(Saved data entries)
#####
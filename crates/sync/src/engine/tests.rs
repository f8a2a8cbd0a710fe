use std::sync::Mutex;
use std::sync::atomic::{AtomicBool, AtomicUsize, Ordering};
use std::time::Duration;

use async_trait::async_trait;
use pretty_assertions::assert_eq;
use quire_primitives::CharLen;
use quire_syntax::ParseTree;
use tokio::sync::Notify;

use crate::diagnostics::Severity;

use super::*;

#[derive(Default)]
struct FakeHost {
	text: Mutex<String>,
	/// Parse this instead of the buffer text, to force the trees apart.
	tree_text: Mutex<Option<String>>,
	/// Sleep out the whole wait and report a timeout.
	stall: AtomicBool,
	/// Block tree requests until `release` is notified.
	hold: AtomicBool,
	release: Notify,
	tree_requests: AtomicUsize,
}

impl FakeHost {
	fn new(text: &str) -> Arc<Self> {
		let host = Self::default();
		host.set_text(text);
		Arc::new(host)
	}

	fn set_text(&self, text: &str) {
		*self.text.lock().unwrap() = text.to_string();
	}

	fn tree_requests(&self) -> usize {
		self.tree_requests.load(Ordering::SeqCst)
	}
}

#[async_trait]
impl SyncHost for FakeHost {
	fn text(&self) -> String {
		self.text.lock().unwrap().clone()
	}

	async fn parse_tree(&self, len: CharLen, timeout: Duration) -> Option<ParseTree> {
		self.tree_requests.fetch_add(1, Ordering::SeqCst);
		if self.stall.load(Ordering::SeqCst) {
			tokio::time::sleep(timeout).await;
			return None;
		}
		if self.hold.load(Ordering::SeqCst) {
			self.release.notified().await;
		}
		let text = self.tree_text.lock().unwrap().clone().unwrap_or_else(|| self.text());
		let tree = ParseTree::parse(&text);
		(tree.len_chars() == len).then_some(tree)
	}
}

/// Lets the engine task drain everything that is ready without moving the
/// paused clock.
async fn settle() {
	for _ in 0..32 {
		tokio::task::yield_now().await;
	}
}

async fn advance_ms(ms: u64) {
	tokio::time::advance(Duration::from_millis(ms)).await;
	settle().await;
}

fn spawn(host: &Arc<FakeHost>) -> SyncHandle {
	SyncEngine::spawn(host.clone(), SyncConfig::default())
}

#[tokio::test(flavor = "current_thread", start_paused = true)]
async fn test_edit_resyncs_after_quiet_period() {
	let host = FakeHost::new("<a/>");
	let handle = spawn(&host);

	handle.on_edit();
	settle().await;
	assert_eq!(handle.phase(), SyncPhase::Debouncing);

	advance_ms(999).await;
	assert_eq!(handle.sync_version(), 0);
	assert_eq!(host.tree_requests(), 0);

	advance_ms(1).await;
	assert_eq!(handle.sync_version(), 1);
	assert!(handle.is_well_formed());
	assert_eq!(handle.phase(), SyncPhase::Idle);
}

#[tokio::test(flavor = "current_thread", start_paused = true)]
async fn test_each_edit_restarts_quiet_period() {
	let host = FakeHost::new("<a/>");
	let handle = spawn(&host);

	handle.on_edit();
	settle().await;
	advance_ms(999).await;
	handle.on_edit();
	settle().await;
	advance_ms(999).await;
	assert_eq!(handle.sync_version(), 0);

	advance_ms(1).await;
	assert_eq!(handle.sync_version(), 1);
	assert_eq!(host.tree_requests(), 1);
}

#[tokio::test(flavor = "current_thread", start_paused = true)]
async fn test_custom_debounce() {
	let host = FakeHost::new("<a/>");
	let config = SyncConfig {
		debounce_ms: 50,
		..SyncConfig::default()
	};
	let handle = SyncEngine::spawn(host.clone(), config);

	handle.on_edit();
	settle().await;
	advance_ms(49).await;
	assert_eq!(handle.sync_version(), 0);
	advance_ms(1).await;
	assert_eq!(handle.sync_version(), 1);
}

#[tokio::test(flavor = "current_thread", start_paused = true)]
async fn test_failure_publishes_diagnostics_without_bumping_version() {
	let host = FakeHost::new("<a/>");
	let handle = spawn(&host);
	handle.request_immediate_sync();
	settle().await;
	assert_eq!(handle.sync_version(), 1);

	host.set_text("<a><b></a>");
	handle.request_immediate_sync();
	settle().await;

	let snapshot = handle.snapshot();
	assert!(!snapshot.is_well_formed);
	assert_eq!(snapshot.sync_version, 1);
	assert!(snapshot.object_tree.is_none());
	assert!(snapshot.links.is_empty());
	assert!(!snapshot.diagnostics.is_empty());
	assert_eq!(snapshot.diagnostics[0].line, 1);
	assert_eq!(snapshot.diagnostics[0].severity, Severity::Error);
	assert_eq!(host.tree_requests(), 1);

	host.set_text("<a><b/></a>");
	handle.on_edit();
	settle().await;
	advance_ms(1000).await;

	let snapshot = handle.snapshot();
	assert!(snapshot.is_well_formed);
	assert!(snapshot.diagnostics.is_empty());
	assert_eq!(snapshot.sync_version, 2);
}

#[tokio::test(flavor = "current_thread", start_paused = true)]
async fn test_unchanged_text_is_not_reparsed() {
	let host = FakeHost::new("<a/>");
	let handle = spawn(&host);
	let mut updates = handle.subscribe();

	handle.request_immediate_sync();
	settle().await;
	assert!(updates.has_changed().unwrap());
	updates.mark_unchanged();

	handle.request_immediate_sync();
	settle().await;
	assert!(!updates.has_changed().unwrap());
	assert_eq!(host.tree_requests(), 1);
	assert_eq!(handle.sync_version(), 1);
}

#[tokio::test(flavor = "current_thread", start_paused = true)]
async fn test_empty_text_clears_state() {
	let host = FakeHost::new("<a/>");
	let handle = spawn(&host);
	handle.request_immediate_sync();
	settle().await;

	host.set_text("");
	handle.request_immediate_sync();
	settle().await;

	let snapshot = handle.snapshot();
	assert!(!snapshot.is_well_formed);
	assert!(snapshot.diagnostics.is_empty());
	assert!(snapshot.object_tree.is_none());
	assert!(snapshot.links.is_empty());
	assert!(snapshot.processing_instructions.is_empty());
	assert_eq!(snapshot.sync_version, 1);
}

#[tokio::test(flavor = "current_thread", start_paused = true)]
async fn test_tree_timeout_retries_without_publishing() {
	let host = FakeHost::new("<a/>");
	host.stall.store(true, Ordering::SeqCst);
	let handle = spawn(&host);
	let updates = handle.subscribe();

	handle.request_immediate_sync();
	settle().await;
	assert_eq!(handle.phase(), SyncPhase::Resyncing);

	advance_ms(1000).await;
	assert!(!updates.has_changed().unwrap());
	assert_eq!(handle.phase(), SyncPhase::Debouncing);
	assert_eq!(host.tree_requests(), 1);

	host.stall.store(false, Ordering::SeqCst);
	advance_ms(249).await;
	assert_eq!(host.tree_requests(), 1);
	advance_ms(1).await;
	assert_eq!(host.tree_requests(), 2);
	assert!(updates.has_changed().unwrap());
	assert_eq!(handle.sync_version(), 1);
}

#[tokio::test(flavor = "current_thread", start_paused = true)]
async fn test_requests_during_pass_are_dropped_but_edits_rearm() {
	let host = FakeHost::new("<a/>");
	host.hold.store(true, Ordering::SeqCst);
	let handle = spawn(&host);

	handle.request_immediate_sync();
	settle().await;
	assert_eq!(handle.phase(), SyncPhase::Resyncing);

	handle.on_edit();
	handle.request_immediate_sync();
	settle().await;
	assert_eq!(host.tree_requests(), 1);

	host.hold.store(false, Ordering::SeqCst);
	host.release.notify_one();
	settle().await;
	assert_eq!(handle.sync_version(), 1);
	assert_eq!(handle.phase(), SyncPhase::Debouncing);
	assert_eq!(host.tree_requests(), 1);

	advance_ms(1000).await;
	assert_eq!(handle.phase(), SyncPhase::Idle);
	assert_eq!(host.tree_requests(), 1);
	assert_eq!(handle.sync_version(), 1);
}

#[tokio::test(flavor = "current_thread", start_paused = true)]
async fn test_shutdown_abandons_pass_in_flight() {
	let host = FakeHost::new("<a/>");
	host.hold.store(true, Ordering::SeqCst);
	let handle = spawn(&host);
	let updates = handle.subscribe();

	handle.request_immediate_sync();
	settle().await;
	handle.shutdown();
	host.release.notify_one();
	settle().await;

	assert!(handle.is_shut_down());
	assert!(!updates.has_changed().unwrap_or(false));
	assert_eq!(handle.sync_version(), 0);
	handle.stopped().await;

	handle.on_edit();
	handle.request_immediate_sync();
	settle().await;
	assert_eq!(handle.sync_version(), 0);
}

#[tokio::test(flavor = "current_thread", start_paused = true)]
async fn test_links_and_processing_instructions() {
	let host = FakeHost::new("<?pi d?><r><c/></r>");
	let handle = spawn(&host);
	let mut updates = handle.subscribe();
	handle.request_immediate_sync();
	updates.changed().await.unwrap();

	let snapshot = updates.borrow_and_update().clone();
	let keys: Vec<_> = snapshot.forward().keys().copied().collect();
	assert_eq!(keys, vec![8, 11]);

	let objects = snapshot.object_tree().unwrap();
	let root = objects.document_element().unwrap();
	assert_eq!(snapshot.backward().get(&root), Some(&8));
	assert_eq!(snapshot.links.object_at(8), Some(root));

	assert_eq!(snapshot.processing_instructions.len(), 1);
	assert_eq!(snapshot.processing_instructions[0].target, "pi");
}

#[tokio::test(flavor = "current_thread", start_paused = true)]
async fn test_link_mismatch_still_syncs_without_links() {
	let host = FakeHost::new("<r><c/></r>");
	*host.tree_text.lock().unwrap() = Some("<r><x/></r>".to_string());
	let handle = spawn(&host);
	handle.request_immediate_sync();
	settle().await;

	let snapshot = handle.snapshot();
	assert!(snapshot.is_well_formed);
	assert_eq!(snapshot.sync_version, 1);
	assert!(snapshot.object_tree.is_some());
	assert!(snapshot.links.is_empty());
}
#####
## Work order:
Please output only the lines from the first line of the entries through the line with "text = self.tree_text.lock().unwrap().clone().unwrap_or_else(||", both included, exactly as written.

## Output of the task:
filename crates/sync/src/engine/tests.rs
repository f8a2a8cbd0a710fe
use std::sync::Mutex;
use std::sync::atomic::{AtomicBool, AtomicUsize, Ordering};
use std::time::Duration;

use async_trait::async_trait;
use pretty_assertions::assert_eq;
use quire_primitives::CharLen;
use quire_syntax::ParseTree;
use tokio::sync::Notify;

use crate::diagnostics::Severity;

use super::*;

#[derive(Default)]
struct FakeHost {
	text: Mutex<String>,
	/// Parse this instead of the buffer text, to force the trees apart.
	tree_text: Mutex<Option<String>>,
	/// Sleep out the whole wait and report a timeout.
	stall: AtomicBool,
	/// Block tree requests until `release` is notified.
	hold: AtomicBool,
	release: Notify,
	tree_requests: AtomicUsize,
}

impl FakeHost {
	fn new(text: &str) -> Arc<Self> {
		let host = Self::default();
		host.set_text(text);
		Arc::new(host)
	}

	fn set_text(&self, text: &str) {
		*self.text.lock().unwrap() = text.to_string();
	}

	fn tree_requests(&self) -> usize {
		self.tree_requests.load(Ordering::SeqCst)
	}
}

#[async_trait]
impl SyncHost for FakeHost {
	fn text(&self) -> String {
		self.text.lock().unwrap().clone()
	}

	async fn parse_tree(&self, len: CharLen, timeout: Duration) -> Option<ParseTree> {
		self.tree_requests.fetch_add(1, Ordering::SeqCst);
		if self.stall.load(Ordering::SeqCst) {
			tokio::time::sleep(timeout).await;
			return None;
		}
		if self.hold.load(Ordering::SeqCst) {
			self.release.notified().await;
		}
		let text = self.tree_text.lock().unwrap().clone().unwrap_or_else(|| self.text());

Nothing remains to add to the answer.